Malgré l’image publique de « droits des animaux » que PETA promeut intentionnellement, leur philosophie et leurs actions sont résolument, et de loin, welfaristes et contredisent de façon substantielle toute notion cohérente des droits des animaux.
La philosophie auto-contradictoire de PETA à propos de l’éthique animale.
PETA est célèbre pour avoir nommé le philosophe utilitariste, Peter Singer, « le père du mouvement des droits des animaux » ainsi que pour avoir déclaré le livre de Singer, Libération Animale, « bible des droits des animaux ». Ironiquement, cependant, Singer est un utilitariste qui rejette explicitement des droits pour quiconque, humain ou nonhumain. En contradiction avec le crédo de PETA, Singer pense que les animaux sont là pour être mangés, portés et pour nos expériences (1, 2, 3). Selon Singer, du moment que nous élevons et tuons « humainement », ou en réduisant la douleur autant que raisonnablement possible, il n’y a rien de mal à utiliser les animaux pour nos objectifs. En d’autres mots, pour Singer, rejoignant le philosophe utilitariste du 18e siècle, Jeremy Bentham, qui fonda le mouvement de bien-être animal il y a 200 ans, la problème est le traitement, pas l’utilisation.

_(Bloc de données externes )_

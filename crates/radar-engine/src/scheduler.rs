use std::collections::HashMap;
use std::path::{Path, PathBuf};
use std::sync::Arc;
use std::time::Duration;

use anyhow::{Context, Result};
use chrono::{DateTime, Utc};
use serde::Serialize;
use tokio::fs;
use tokio::sync::{Mutex, RwLock, Semaphore};
use tokio::task::{self, JoinSet};
use tokio_cron_scheduler::{Job, JobScheduler};
use tracing::{error, info, info_span, warn, Instrument};
use uuid::Uuid;

use radar_storage::{AlertStore, StoreError};

use crate::{AlertScanResult, AutoApplyEngine, CandidatePoolView, CandidateScanResult, MatchEngine, Shutdown};

#[derive(Debug, Clone, Copy, PartialEq, Eq, Serialize)]
#[serde(rename_all = "snake_case")]
pub enum RunState {
    Idle,
    Running,
    Completed,
    Aborted,
}

#[derive(Debug, Clone, Copy, PartialEq, Eq, Serialize)]
#[serde(rename_all = "snake_case")]
pub enum UnitKind {
    Alert,
    Candidate,
}

#[derive(Debug, Clone, PartialEq, Eq, Serialize)]
pub struct UnitFailure {
    pub kind: UnitKind,
    pub id: Uuid,
    pub message: String,
}

#[derive(Debug, Clone, Serialize)]
pub struct RunSummary {
    pub run_id: Uuid,
    pub state: RunState,
    pub started_at: DateTime<Utc>,
    pub finished_at: DateTime<Utc>,
    pub alerts_total: usize,
    pub alerts_scanned: usize,
    pub candidates_total: usize,
    pub candidates_scanned: usize,
    pub new_matches: usize,
    pub new_applications: usize,
    /// Per-candidate or per-job failures inside otherwise successful units.
    pub scoring_errors: usize,
    pub unit_failures: Vec<UnitFailure>,
    pub interrupted: bool,
    pub abort_reason: Option<String>,
}

impl RunSummary {
    fn started(run_id: Uuid, started_at: DateTime<Utc>) -> Self {
        Self {
            run_id,
            state: RunState::Running,
            started_at,
            finished_at: started_at,
            alerts_total: 0,
            alerts_scanned: 0,
            candidates_total: 0,
            candidates_scanned: 0,
            new_matches: 0,
            new_applications: 0,
            scoring_errors: 0,
            unit_failures: Vec::new(),
            interrupted: false,
            abort_reason: None,
        }
    }

    fn abort(mut self, reason: String) -> Self {
        self.state = RunState::Aborted;
        self.abort_reason = Some(reason);
        self.finished_at = Utc::now();
        self
    }
}

#[derive(Debug, Clone)]
pub enum TickOutcome {
    Ran(RunSummary),
    /// A previous run was still in progress.
    Skipped,
}

#[derive(Debug, Clone)]
pub struct SchedulerOptions {
    pub concurrency: usize,
    pub reports_dir: Option<PathBuf>,
}

impl Default for SchedulerOptions {
    fn default() -> Self {
        Self {
            concurrency: 8,
            reports_dir: None,
        }
    }
}

enum UnitOutcome {
    Alert(Result<AlertScanResult, StoreError>),
    Candidate(Result<CandidateScanResult, StoreError>),
}

/// Drives the Match and Auto-Apply engines across the whole population.
pub struct ScanScheduler {
    alerts: Arc<dyn AlertStore>,
    pool: CandidatePoolView,
    matcher: Arc<MatchEngine>,
    auto_apply: Arc<AutoApplyEngine>,
    options: SchedulerOptions,
    shutdown: Shutdown,
    running: Mutex<()>,
    state: RwLock<RunState>,
    last_run: RwLock<Option<RunSummary>>,
}

impl ScanScheduler {
    pub fn new(
        alerts: Arc<dyn AlertStore>,
        pool: CandidatePoolView,
        matcher: Arc<MatchEngine>,
        auto_apply: Arc<AutoApplyEngine>,
        options: SchedulerOptions,
        shutdown: Shutdown,
    ) -> Self {
        Self {
            alerts,
            pool,
            matcher,
            auto_apply,
            options,
            shutdown,
            running: Mutex::new(()),
            state: RwLock::new(RunState::Idle),
            last_run: RwLock::new(None),
        }
    }

    pub async fn state(&self) -> RunState {
        *self.state.read().await
    }

    pub async fn last_run(&self) -> Option<RunSummary> {
        self.last_run.read().await.clone()
    }

    pub fn shutdown(&self) -> &Shutdown {
        &self.shutdown
    }

    /// One scheduled run. Skipped, not queued, when the previous run is still going.
    pub async fn tick(&self) -> TickOutcome {
        let Ok(_guard) = self.running.try_lock() else {
            warn!("scan tick skipped; previous run still running");
            return TickOutcome::Skipped;
        };

        let run_id = Uuid::new_v4();
        *self.state.write().await = RunState::Running;
        let span = info_span!("scan_run", %run_id);
        let summary = self.execute(run_id).instrument(span).await;

        *self.state.write().await = summary.state;
        if let Some(dir) = &self.options.reports_dir {
            if let Err(err) = write_run_report(dir, &summary).await {
                warn!(%run_id, error = %err, "failed to write run report");
            }
        }
        *self.last_run.write().await = Some(summary.clone());
        TickOutcome::Ran(summary)
    }

    async fn execute(&self, run_id: Uuid) -> RunSummary {
        let summary = RunSummary::started(run_id, Utc::now());
        info!("scan run started");

        // Both listings must succeed before any unit runs.
        let alerts = match self.alerts.list_active_alerts().await {
            Ok(alerts) => alerts,
            Err(err) => {
                error!(error = %err, "cannot list active alerts; run aborted");
                return summary.abort(format!("listing active alerts: {err}"));
            }
        };
        let candidates = match self.pool.auto_apply_candidates().await {
            Ok(candidates) => candidates,
            Err(err) => {
                error!(error = %err, "cannot list auto-apply candidates; run aborted");
                return summary.abort(format!("listing auto-apply candidates: {err}"));
            }
        };

        let mut summary = summary;
        summary.alerts_total = alerts.len();
        summary.candidates_total = candidates.len();

        let permits = Arc::new(Semaphore::new(self.options.concurrency.max(1)));
        let mut units = JoinSet::new();
        let mut spawned: HashMap<task::Id, (UnitKind, Uuid)> = HashMap::new();

        for alert in alerts {
            if self.shutdown.is_triggered() {
                summary.interrupted = true;
                break;
            }
            let Ok(permit) = permits.clone().acquire_owned().await else {
                break;
            };
            let matcher = self.matcher.clone();
            let alert_id = alert.id;
            let handle = units.spawn(async move {
                let _permit = permit;
                UnitOutcome::Alert(matcher.scan_alert(&alert).await)
            });
            spawned.insert(handle.id(), (UnitKind::Alert, alert_id));
        }

        for candidate in candidates {
            if self.shutdown.is_triggered() {
                summary.interrupted = true;
                break;
            }
            let Ok(permit) = permits.clone().acquire_owned().await else {
                break;
            };
            let engine = self.auto_apply.clone();
            let candidate_id = candidate.candidate_id;
            let handle = units.spawn(async move {
                let _permit = permit;
                UnitOutcome::Candidate(engine.scan_candidate(&candidate).await)
            });
            spawned.insert(handle.id(), (UnitKind::Candidate, candidate_id));
        }

        while let Some(joined) = units.join_next_with_id().await {
            let (task_id, outcome) = match joined {
                Ok(done) => done,
                Err(join_err) => {
                    // A panicking unit is a failed unit; the rest of the run goes on.
                    let Some((kind, id)) = spawned.remove(&join_err.id()) else {
                        error!(error = %join_err, "untracked scan unit task failed");
                        continue;
                    };
                    let message = if join_err.is_panic() {
                        "unit panicked".to_string()
                    } else {
                        join_err.to_string()
                    };
                    error!(?kind, %id, error = %join_err, "scan unit task failed");
                    summary.unit_failures.push(UnitFailure { kind, id, message });
                    continue;
                }
            };
            let id = spawned.remove(&task_id).map(|(_, id)| id).unwrap_or_default();

            match outcome {
                UnitOutcome::Alert(Ok(result)) => {
                    summary.alerts_scanned += 1;
                    summary.new_matches += result.new_matches.len();
                    summary.scoring_errors += result.errors.len();
                    summary.interrupted |= result.interrupted;
                }
                UnitOutcome::Candidate(Ok(result)) => {
                    summary.candidates_scanned += 1;
                    summary.new_applications += result.new_applications.len();
                    summary.scoring_errors += result.errors.len();
                    summary.interrupted |= result.interrupted;
                }
                UnitOutcome::Alert(Err(err)) => {
                    warn!(alert_id = %id, error = %err, "alert scan failed; continuing");
                    summary.unit_failures.push(UnitFailure {
                        kind: UnitKind::Alert,
                        id,
                        message: err.to_string(),
                    });
                }
                UnitOutcome::Candidate(Err(err)) => {
                    warn!(candidate_id = %id, error = %err, "auto-apply scan failed; continuing");
                    summary.unit_failures.push(UnitFailure {
                        kind: UnitKind::Candidate,
                        id,
                        message: err.to_string(),
                    });
                }
            }
        }

        summary.state = RunState::Completed;
        summary.finished_at = Utc::now();
        info!(
            alerts = summary.alerts_scanned,
            candidates = summary.candidates_scanned,
            new_matches = summary.new_matches,
            new_applications = summary.new_applications,
            unit_failures = summary.unit_failures.len(),
            interrupted = summary.interrupted,
            "scan run finished"
        );
        summary
    }

    /// Registers the recurring tick: a cron expression when given, else a fixed interval.
    pub async fn build_job_scheduler(self: &Arc<Self>, interval: Duration, cron: Option<&str>) -> Result<JobScheduler> {
        let sched = JobScheduler::new().await.context("creating scheduler")?;

        let job = match cron {
            Some(expr) => {
                let scheduler = Arc::clone(self);
                Job::new_async(expr, move |_uuid, _l| {
                    let scheduler = Arc::clone(&scheduler);
                    Box::pin(async move {
                        scheduler.tick().await;
                    })
                })
                .with_context(|| format!("creating scan job for cron {expr}"))?
            }
            None => {
                let scheduler = Arc::clone(self);
                Job::new_repeated_async(interval, move |_uuid, _l| {
                    let scheduler = Arc::clone(&scheduler);
                    Box::pin(async move {
                        scheduler.tick().await;
                    })
                })
                .with_context(|| format!("creating scan job every {}s", interval.as_secs()))?
            }
        };
        sched.add(job).await.context("adding scan job")?;
        Ok(sched)
    }

    /// Runs the timer until shutdown, then waits for the in-flight run to finish.
    pub async fn run_until_shutdown(self: Arc<Self>, interval: Duration, cron: Option<String>) -> Result<()> {
        let mut sched = self.build_job_scheduler(interval, cron.as_deref()).await?;
        sched.start().await.context("starting scheduler")?;
        info!(interval_secs = interval.as_secs(), cron = cron.as_deref(), "scan scheduler started");

        self.shutdown.triggered().await;
        info!("shutdown requested; stopping scheduler");
        sched.shutdown().await.context("stopping scheduler")?;
        let _drain = self.running.lock().await;
        info!("scan scheduler stopped");
        Ok(())
    }
}

/// Writes `<dir>/<run_id>/scan_summary.json` and a short markdown brief.
pub async fn write_run_report(dir: &Path, summary: &RunSummary) -> Result<PathBuf> {
    let run_dir = dir.join(summary.run_id.to_string());
    fs::create_dir_all(&run_dir)
        .await
        .with_context(|| format!("creating {}", run_dir.display()))?;

    let json = serde_json::to_vec_pretty(summary).context("serializing run summary")?;
    fs::write(run_dir.join("scan_summary.json"), json)
        .await
        .context("writing scan_summary.json")?;

    let failures = if summary.unit_failures.is_empty() {
        "- none".to_string()
    } else {
        summary
            .unit_failures
            .iter()
            .map(|f| format!("- {:?} `{}`: {}", f.kind, f.id, f.message))
            .collect::<Vec<_>>()
            .join("\n")
    };
    let brief = format!(
        "# Radar Scan\n\n- Run ID: `{}`\n- State: {:?}\n- Started: {}\n- Finished: {}\n- Alerts scanned: {}/{}\n- Candidates scanned: {}/{}\n- New matches: {}\n- New applications: {}\n\n## Unit Failures\n{}\n",
        summary.run_id,
        summary.state,
        summary.started_at,
        summary.finished_at,
        summary.alerts_scanned,
        summary.alerts_total,
        summary.candidates_scanned,
        summary.candidates_total,
        summary.new_matches,
        summary.new_applications,
        failures,
    );
    fs::write(run_dir.join("scan_brief.md"), brief)
        .await
        .context("writing scan_brief.md")?;
    Ok(run_dir)
}
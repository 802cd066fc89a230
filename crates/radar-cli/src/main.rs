use anyhow::{Context, Result};
use clap::{Parser, Subcommand};
use radar_engine::{RadarConfig, RadarEngine, RunState, Shutdown, TickOutcome};
use radar_storage::PgStore;
use tracing::{info, warn};
use tracing_subscriber::{layer::SubscriberExt, util::SubscriberInitExt, EnvFilter};

#[derive(Debug, Parser)]
#[command(name = "radar-cli")]
#[command(about = "Talent Radar & Auto-Apply engine")]
struct Cli {
    #[command(subcommand)]
    command: Option<Commands>,
}

#[derive(Debug, Subcommand)]
enum Commands {
    /// Run one full scan of every active alert and auto-apply candidate.
    Scan,
    /// Run scans on the configured interval or cron until interrupted.
    Schedule,
    /// Apply database migrations.
    Migrate,
    /// Serve the JSON API; also runs the scheduler when RADAR_SCHEDULER_ENABLED is set.
    Serve,
    /// Recompute cached match counts from the match table.
    Reconcile,
}

#[tokio::main]
async fn main() -> Result<()> {
    dotenvy::dotenv().ok();
    tracing_subscriber::registry()
        .with(EnvFilter::try_from_default_env().unwrap_or_else(|_| EnvFilter::new("info")))
        .with(tracing_subscriber::fmt::layer())
        .init();

    let cli = Cli::parse();
    let config = RadarConfig::from_env().context("loading configuration")?;

    match cli.command.unwrap_or(Commands::Scan) {
        Commands::Scan => {
            let engine = RadarEngine::from_config(&config).await?;
            match engine.scheduler.tick().await {
                TickOutcome::Ran(summary) => {
                    println!(
                        "scan {}: run_id={} alerts={}/{} candidates={}/{} matches={} applications={} unit_failures={}",
                        match summary.state {
                            RunState::Aborted => "aborted",
                            _ => "complete",
                        },
                        summary.run_id,
                        summary.alerts_scanned,
                        summary.alerts_total,
                        summary.candidates_scanned,
                        summary.candidates_total,
                        summary.new_matches,
                        summary.new_applications,
                        summary.unit_failures.len()
                    );
                    if summary.state == RunState::Aborted {
                        anyhow::bail!(
                            "scan aborted: {}",
                            summary.abort_reason.unwrap_or_else(|| "unknown".into())
                        );
                    }
                }
                TickOutcome::Skipped => println!("scan skipped; another run is in progress"),
            }
        }
        Commands::Schedule => {
            let engine = RadarEngine::from_config(&config).await?;
            forward_shutdown(engine.shutdown.clone());
            engine
                .scheduler
                .clone()
                .run_until_shutdown(config.scan_interval, config.scan_cron.clone())
                .await?;
        }
        Commands::Migrate => {
            let url = config
                .database_url
                .as_deref()
                .context("DATABASE_URL is required for migrate")?;
            let store = PgStore::connect(url, 2).await.context("connecting to postgres")?;
            store.migrate().await.context("running migrations")?;
            println!("migrations applied");
        }
        Commands::Serve => {
            let engine = RadarEngine::from_config(&config).await?;
            forward_shutdown(engine.shutdown.clone());

            let scheduler = if config.scheduler_enabled {
                let scheduler = engine.scheduler.clone();
                let interval = config.scan_interval;
                let cron = config.scan_cron.clone();
                Some(tokio::spawn(async move { scheduler.run_until_shutdown(interval, cron).await }))
            } else {
                info!("scheduler disabled; scans run on demand only");
                None
            };

            radar_web::serve(engine, config.web_port).await?;
            if let Some(handle) = scheduler {
                handle.await.context("joining scheduler task")??;
            }
        }
        Commands::Reconcile => {
            let engine = RadarEngine::from_config(&config).await?;
            let corrections = engine.registry.reconcile_match_counts().await?;
            for c in &corrections {
                println!("alert {}: match_count {} -> {}", c.alert_id, c.recorded, c.actual);
            }
            println!("reconcile complete: corrected={}", corrections.len());
        }
    }

    Ok(())
}

/// Triggers `shutdown` on Ctrl-C or SIGTERM.
fn forward_shutdown(shutdown: Shutdown) {
    tokio::spawn(async move {
        let ctrl_c = async {
            let _ = tokio::signal::ctrl_c().await;
        };

        #[cfg(unix)]
        let terminate = async {
            use tokio::signal::unix::{signal, SignalKind};
            if let Ok(mut sigterm) = signal(SignalKind::terminate()) {
                let _ = sigterm.recv().await;
            }
        };

        #[cfg(not(unix))]
        let terminate = std::future::pending::<()>();

        tokio::select! {
            _ = ctrl_c => {},
            _ = terminate => {},
        }
        warn!("shutdown signal received");
        shutdown.trigger();
    });
}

Donc, selon PETA, nous avons un philosophe des « droits des animaux » qui « engendra » le mouvement des droits des animaux et écrivit sa « bible », mais en flagrante contradiction, serait d’accord avec Bentham sur le fait que les droits (pour quiconque, dont les humains) sont « une absurdité sur échasse ».
Pourquoi PETA, dont le crédo est que les animaux ne sont pas là pour nous, et se présente comme une organisation de « droits des animaux », promeut un philosophe qui rejette les droits des animaux et pense sincèrement qu’il est moralement permissible d’exploiter les animaux ? Voilà la contradiction centrale qui pose les fondations de la plupart des autres contradictions que nous examinerons dans cet essai.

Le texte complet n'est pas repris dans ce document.